Urteil vom 11. Dezember 2017  
 
Strafrechtliche Abteilung  
 
Besetzung 
Bundesrichter Denys, Präsident, 
Bundesrichter Oberholzer, 
Bundesrichterin Jametti, 
Gerichtsschreiberin Siegenthaler. 
 
Verfahrensbeteiligte 
X.________, 
vertreten durch Advokat Dr. Nicolas Roulet, 
Beschwerdeführerin, 
 
gegen  
 
1. Staatsanwaltschaft des Kantons Basel-Stadt, Binningerstrasse 21, 4051 Basel, 
2. A.________, 
Beschwerdegegner. 
 
Gegenstand 
Einsprache gegen Strafbefehl; Teilrechtskraft, 
 
Beschwerde gegen den Entscheid des Appellationsgerichts des Kantons Basel-Stadt, Einzelgericht, vom 9. Dezember 2016. 
 
 
Sachverhalt:  
 
A.   
X.________ hatte den Fotografen A.________ anlässlich eines Streits um Qualität und Kosten von Modeaufnahmen, die dieser in ihrem Auftrag von ihr gemacht hatte, erfolglos betrieben und ihn am 5. Juni 2012 schliesslich wegen Betrugs und Steuerhinterziehung angezeigt (wobei das entsprechende Verfahren mittels Nichtanhandnahmeverfügung der Staatsanwaltschaft erledigt wurde). Im Gegenzug erhob A.________ am 20. Juni 2012 Strafanzeige gegen X.________ wegen Verleumdung, übler Nachrede, Beschimpfung sowie Erpressung und konstituierte sich im betreffenden Verfahren als Straf- und Zivilkläger. 
 
B.   
Am 4. August 2014 stellte die Staatsanwaltschaft Basel-Stadt das Verfahren gegen X.________ wegen versuchter Erpressung und Ehrverletzung ein, verurteilte sie aber wegen übler Nachrede und Beschimpfung zum Nachteil von A.________ mittels Strafbefehl zu einer bedingten Geldstrafe von 15 Tagessätzen zu Fr. 30.-- bei einer Probezeit von 2 Jahren sowie zu einer Busse von Fr. 300.--. Die Forderungen des Privatklägers A.________ auf eine Genugtuung von Fr. 1'500.-- sowie eine Parteientschädigung von Fr. 4'075.60 verwies sie auf den Zivilweg. 

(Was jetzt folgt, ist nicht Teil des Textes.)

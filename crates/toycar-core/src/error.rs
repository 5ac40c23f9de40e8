//! Error types for the toycar core.

use std::{fmt, path::PathBuf};

/// Result type for toycar core operations.
pub type Result<T> = std::result::Result<T, Error>;

/// Errors that can occur while configuring the motion model or feeding it input.
///
/// The motion model itself never fails; these only surface at the edges
/// where untrusted names and files come in.
#[derive(Debug)]
pub enum Error {
    /// A control token outside the closed set.
    UnknownControl {
        /// The rejected token.
        token: String,
    },
    /// A motion parameter that is not usable.
    InvalidParams {
        /// Name of the offending field.
        field: &'static str,
        /// Description of what was wrong.
        detail: String,
    },
    /// Reading or parsing a params file failed.
    Config {
        /// The file being loaded.
        path: PathBuf,
        /// The error message.
        message: String,
    },
}

impl fmt::Display for Error {
    fn fmt(&self, f: &mut fmt::Formatter<'_>) -> fmt::Result {
        match self {
            Error::UnknownControl { token } => write!(f, "unknown control token '{token}'"),
            Error::InvalidParams { field, detail } => {
                write!(f, "invalid motion parameter {field}: {detail}")
            }
            Error::Config { path, message } => {
                write!(f, "failed to load params from {}: {message}", path.display())
            }
        }
    }
}

impl std::error::Error for Error {}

A.________ erhob am 18. August 2014 einerseits Beschwerde gegen den Einstellungsbeschluss vom 4. August 2014, andererseits Einsprache gegen den Strafbefehl gleichen Datums mit dem Antrag, X.________ sei zu verpflichten, ihm die Kosten seiner anwaltlichen Vertretung zu entschädigen. Daraufhin verfügte die Staatsanwaltschaft Basel-Stadt am 26. August 2014 im Einspracheverfahren, die Strafuntersuchung wegen übler Nachrede und mehrfacher Beschimpfung werde sistiert, da ihr Fortgang vom Beschwerdeverfahren abhänge. 
Das Appellationsgericht des Kantons Basel-Stadt hiess die Beschwerde von A.________ am 9. März 2015 teilweise gut, hob die Einstellungsverfügung vom 4. August 2014 hinsichtlich der Ehrverletzungsdelikte auf und wies die Sache zu weiteren Ermittlungen an die Staatsanwaltschaft zurück. Diese verfügte in der Folge nicht nur im (ursprünglich eingestellten) Verfahren wegen Ehrverletzung weitere Beweiserhebungen, sondern auch im bereits durch den Strafbefehl vom 4. August 2014 vorläufig abgeschlossenen Verfahren wegen übler Nachrede. Am 24. September 2015 stellte sie das Verfahren gegen X.________ wegen Ehrverletzung schliesslich erneut ein und überwies den (unveränderten) Strafbefehl betreffend üble Nachrede und Beschimpfung mit der Einsprache von A.________ an das Strafgericht. 
Am 31. März 2016 kündigte die Strafgerichtspräsidentin dem Anwalt von X.________ telefonisch an, dass sie die auf den 5. April 2016 anberaumte Verhandlung absetzen werde, da A.________ infolge unbekannten Aufenthalts nicht vorgeladen werden könne, und dass sie beabsichtige, das Verfahren zufolge Rückzugs der Einsprache abzuschreiben. Damit erklärte sich der Rechtsvertreter von X.________ nicht einverstanden. Er vertrat die Ansicht, aufgrund der weiteren Ermittlungen, die auch im Strafbefehlsverfahren noch getätigt worden seien, hätte seiner Klientin erneut die Möglichkeit der Einspracheerhebung gegen den unverändert gebliebenen Strafbefehl eingeräumt werden müssen. Deshalb sei das Verfahren nun nicht abzuschreiben, sondern die Verhandlung durchzuführen und die Angelegenheit materiell zu beurteilen. 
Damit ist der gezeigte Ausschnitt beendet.